Unlike traditional PTSD, which tends to center on flashbacks and avoidance tied to one specific event, C-PTSD also shapes a person's core sense of self. People with C-PTSD often struggle with deep shame, difficulty regulating emotions, trouble trusting others, and a persistent feeling that something is fundamentally wrong with them. It's not just about what happened; it's about what repeated exposure to trauma does to the way a person learns to survive, relate, and see themselves in the world.
If you have Complex PTSD as a part of your picture, finding the right person as a therapist takes on increased importance. You are looking for someone that you can form a deeply trusting relationship with, and dealing with a system that likely doesn’t trust people easily.
Start with the basics, but don't stop there
Before you get attached to anyone's bio, confirm they're taking new clients, and work for you logistically. Therapists have to be licensed in the state where the client is at the time of the session, even if you’re doing online counseling. Dealing with these little details can help you to get from going too far down a rabbit hole that just uses your time and energy. A therapist you can't consistently access isn't the right therapist, no matter how good they are.
Look for trauma-specific training
Not all therapists are equipped to work with complex, chronic trauma. General talk therapy can actually feel retraumatizing when it pushes too hard, too fast. Look for therapists who specifically mention experience with:
C-PTSD (complex post-traumatic stress disorder)
Developmental or childhood trauma
Relational trauma or attachment wounds
Many modalities can be helpful for complex trauma, but I do find that it’s particularly helpful to the nervous system, either directly and intentionally or through the formation of a truly safe relationship. Modalities that tend to work well for complex trauma include EMDR, somatic therapy, Internal Family Systems (IFS), and sensorimotor psychotherapy. Monarch therapists integrate aspects of these approaches to meet the needs of a given client.
Most therapists offer a free 15 or 20 minute consultation. Use it. You're not just checking for warmth — you're interviewing them. Good questions to ask:
What's your experience with complex or developmental trauma?

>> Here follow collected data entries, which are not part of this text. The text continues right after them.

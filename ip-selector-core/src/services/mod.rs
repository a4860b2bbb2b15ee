//! 业务逻辑服务层

mod dns_sync_gate;
mod range_input_service;
mod selection_job_controller;
mod selection_result_store;

pub use dns_sync_gate::DnsSyncGate;
pub use range_input_service::RangeInputService;
pub use selection_job_controller::SelectionJobController;
pub use selection_result_store::SelectionResultStore;

use std::sync::Arc;

use ip_selector_client::SelectionBackend;

use crate::error::CoreError;
use crate::traits::{InputStore, UiSink};
use crate::types::{PanelSettings, UiTransition};

/// 服务上下文 - 持有所有依赖
///
/// 平台层需要创建此上下文，并注入后端客户端、输入存储和 UI 通道。
pub struct PanelContext {
    /// 后端客户端
    pub backend: Arc<dyn SelectionBackend>,
    /// 输入存储
    pub input_store: Arc<dyn InputStore>,
    /// UI 状态通道
    pub sink: Arc<dyn UiSink>,
    /// 面板参数
    pub settings: PanelSettings,
}

impl PanelContext {
    /// 创建服务上下文
    #[must_use]
    pub fn new(
        backend: Arc<dyn SelectionBackend>,
        input_store: Arc<dyn InputStore>,
        sink: Arc<dyn UiSink>,
        settings: PanelSettings,
    ) -> Self {
        Self {
            backend,
            input_store,
            sink,
            settings,
        }
    }

    /// 发送 UI 状态变更
    pub fn emit(&self, transition: UiTransition) {
        self.sink.emit(transition);
    }

    /// 记录错误并显示错误横幅
    pub fn report_failure(&self, operation: &str, err: &CoreError) {
        if err.is_expected() {
            log::warn!("{operation}: {err}");
        } else {
            log::error!("{operation}: {err}");
        }
        self.emit(UiTransition::Failed(err.user_message()));
    }
}

/// 面板服务集合
///
/// 所有服务共享同一个 [`PanelContext`]；结果表由任务控制器和同步门共享。
pub struct PanelServices {
    pub ctx: Arc<PanelContext>,
    pub jobs: Arc<SelectionJobController>,
    pub results: Arc<SelectionResultStore>,
    pub sync: Arc<DnsSyncGate>,
    pub ranges: Arc<RangeInputService>,
}

impl PanelServices {
    #[must_use]
    pub fn new(ctx: Arc<PanelContext>) -> Self {
        let results = Arc::new(SelectionResultStore::new(Arc::clone(&ctx)));
        let jobs = Arc::new(SelectionJobController::new(
            Arc::clone(&ctx),
            Arc::clone(&results),
        ));
        let sync = Arc::new(DnsSyncGate::new(Arc::clone(&ctx), Arc::clone(&results)));
        let ranges = Arc::new(RangeInputService::new(Arc::clone(&ctx)));

        Self {
            ctx,
            jobs,
            results,
            sync,
            ranges,
        }
    }
}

How do you pace trauma work — do you use a phased approach?
How do you handle it when a client gets overwhelmed in session?
A trauma-informed therapist won't rush you into the deep end. They'll talk about safety, stabilization, and building trust before anything else. If someone seems eager to dive straight into your history in the first session, that's worth paying attention to.
Trust what your body tells you
With complex trauma especially, the therapeutic relationship is the treatment. Feeling safe with your therapist isn't a bonus; it's the whole thing. That doesn't mean comfort comes immediately (it often doesn't), but notice whether you feel respected, not judged, and like you have some control in the room.
It's okay if the first person isn't the right person
Finding a good therapist sometimes takes a few tries, and that's not a reflection of you or of therapy. It just means you're paying attention. Keep going.
The right therapist will help you to manage your symptoms, but also go beyond that to help you to build a different relationship with yourself.